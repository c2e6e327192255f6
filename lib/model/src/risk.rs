//! Risk prediction adapter
//!
//! Scores are clamped to [0, 100] and binned into four ordered levels.

use crate::artifact::ModelArtifact;
use crate::scorer::RawScore;
use incidentx_core::{numeric_or, Capability, Error, FeatureVector, RawAttributes, Result};
use rayon::prelude::*;
use serde::{Deserialize, Serialize};
use std::fmt;
use std::sync::Arc;

#[derive(Debug, Clone, Copy, PartialEq, Eq, Hash, PartialOrd, Ord, Serialize, Deserialize)]
#[serde(rename_all = "lowercase")]
pub enum RiskLevel {
    Low,
    Medium,
    High,
    Critical,
}

/// Half-open `[low, high)` bins in ascending order; the last one is a catch-all
pub const RISK_BINS: [(RiskLevel, f64, f64); 4] = [
    (RiskLevel::Low, 0.0, 30.0),
    (RiskLevel::Medium, 30.0, 60.0),
    (RiskLevel::High, 60.0, 80.0),
    (RiskLevel::Critical, 80.0, f64::INFINITY),
];

impl RiskLevel {
    pub const ALL: [RiskLevel; 4] = [
        RiskLevel::Low,
        RiskLevel::Medium,
        RiskLevel::High,
        RiskLevel::Critical,
    ];

    pub fn from_score(score: f64) -> Self {
        RISK_BINS
            .iter()
            .find(|(_, low, high)| *low <= score && score < *high)
            .map(|(level, _, _)| *level)
            .unwrap_or(RiskLevel::Critical)
    }

    pub fn as_str(&self) -> &'static str {
        match self {
            RiskLevel::Low => "low",
            RiskLevel::Medium => "medium",
            RiskLevel::High => "high",
            RiskLevel::Critical => "critical",
        }
    }
}

impl fmt::Display for RiskLevel {
    fn fmt(&self, f: &mut fmt::Formatter<'_>) -> fmt::Result {
        f.write_str(self.as_str())
    }
}

#[derive(Debug, Clone, Copy, PartialEq, Serialize, Deserialize)]
pub struct RiskPrediction {
    pub risk_score: f64,
    pub risk_level: RiskLevel,
    pub confidence: f64,
}

/// Additive confidence heuristic over the score and three raw attributes.
///
/// Not derived from model uncertainty. Kept exactly as observed: base
/// `score / 100` (0.1 when the score is 0), +0.1 for reported injuries, +0.1
/// near a sensitive location, +0.05 for more than three people, capped at 1.
pub fn risk_confidence(score: f64, raw: &RawAttributes) -> f64 {
    let base = if score > 0.0 { (score / 100.0).min(1.0) } else { 0.1 };

    let mut boost = 0.0;
    if numeric_or(raw, "injuries_reported", 0.0) > 0.0 {
        boost += 0.1;
    }
    if numeric_or(raw, "near_sensitive_location", 0.0) == 1.0 {
        boost += 0.1;
    }
    if numeric_or(raw, "people_involved", 1.0) > 3.0 {
        boost += 0.05;
    }
    (base + boost).min(1.0)
}

/// Count of predictions per level over a batch; failed rows are skipped
#[derive(Debug, Clone, Copy, Default, PartialEq, Eq, Serialize, Deserialize)]
pub struct RiskDistribution {
    pub low: usize,
    pub medium: usize,
    pub high: usize,
    pub critical: usize,
}

impl RiskDistribution {
    pub fn record(&mut self, level: RiskLevel) {
        match level {
            RiskLevel::Low => self.low += 1,
            RiskLevel::Medium => self.medium += 1,
            RiskLevel::High => self.high += 1,
            RiskLevel::Critical => self.critical += 1,
        }
    }

    pub fn total(&self) -> usize {
        self.low + self.medium + self.high + self.critical
    }
}

#[derive(Debug, Clone)]
pub struct RiskPredictor {
    artifact: Arc<ModelArtifact>,
}

impl RiskPredictor {
    pub fn new(artifact: Arc<ModelArtifact>) -> Result<Self> {
        if artifact.capability() != Capability::Risk {
            return Err(Error::InvalidArtifact(format!(
                "risk predictor given a {} artifact",
                artifact.capability()
            )));
        }
        Ok(Self { artifact })
    }

    pub fn artifact(&self) -> &ModelArtifact {
        &self.artifact
    }

    pub fn model_version(&self) -> &str {
        self.artifact.model_version()
    }

    pub fn predict(&self, raw: &RawAttributes) -> Result<RiskPrediction> {
        let vector = self.artifact.projector().prepare(raw)?;
        self.predict_vector(&vector, raw)
    }

    /// Score a projected vector; `raw` feeds the confidence heuristic only
    pub fn predict_vector(&self, vector: &FeatureVector, raw: &RawAttributes) -> Result<RiskPrediction> {
        let raw_score = match self.artifact.score(vector)? {
            RawScore::Value(v) => v,
            RawScore::ClassProbabilities(_) => {
                return Err(Error::Scoring("expected a score, got class probabilities".into()))
            }
        };
        if raw_score.is_nan() {
            return Err(Error::Scoring("score is NaN".into()));
        }

        let risk_score = raw_score.clamp(0.0, 100.0);
        Ok(RiskPrediction {
            risk_score,
            risk_level: RiskLevel::from_score(risk_score),
            confidence: risk_confidence(risk_score, raw),
        })
    }

    pub fn predict_batch(&self, rows: &[RawAttributes]) -> Vec<Result<RiskPrediction>> {
        rows.par_iter().map(|raw| self.predict(raw)).collect()
    }

    pub fn distribution(&self, rows: &[RawAttributes]) -> RiskDistribution {
        let mut distribution = RiskDistribution::default();
        for prediction in self.predict_batch(rows).into_iter().flatten() {
            distribution.record(prediction.risk_level);
        }
        distribution
    }
}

• What to do:
The expected answer is a copy of every line in the entries that holds the word "Clone".

• Answer box:
#[derive(Debug, Clone, Copy, PartialEq, Eq, Hash, PartialOrd, Ord, Serialize, Deserialize)]
#[derive(Debug, Clone, Copy, PartialEq, Serialize, Deserialize)]
#[derive(Debug, Clone, Copy, Default, PartialEq, Eq, Serialize, Deserialize)]
#[derive(Debug, Clone)]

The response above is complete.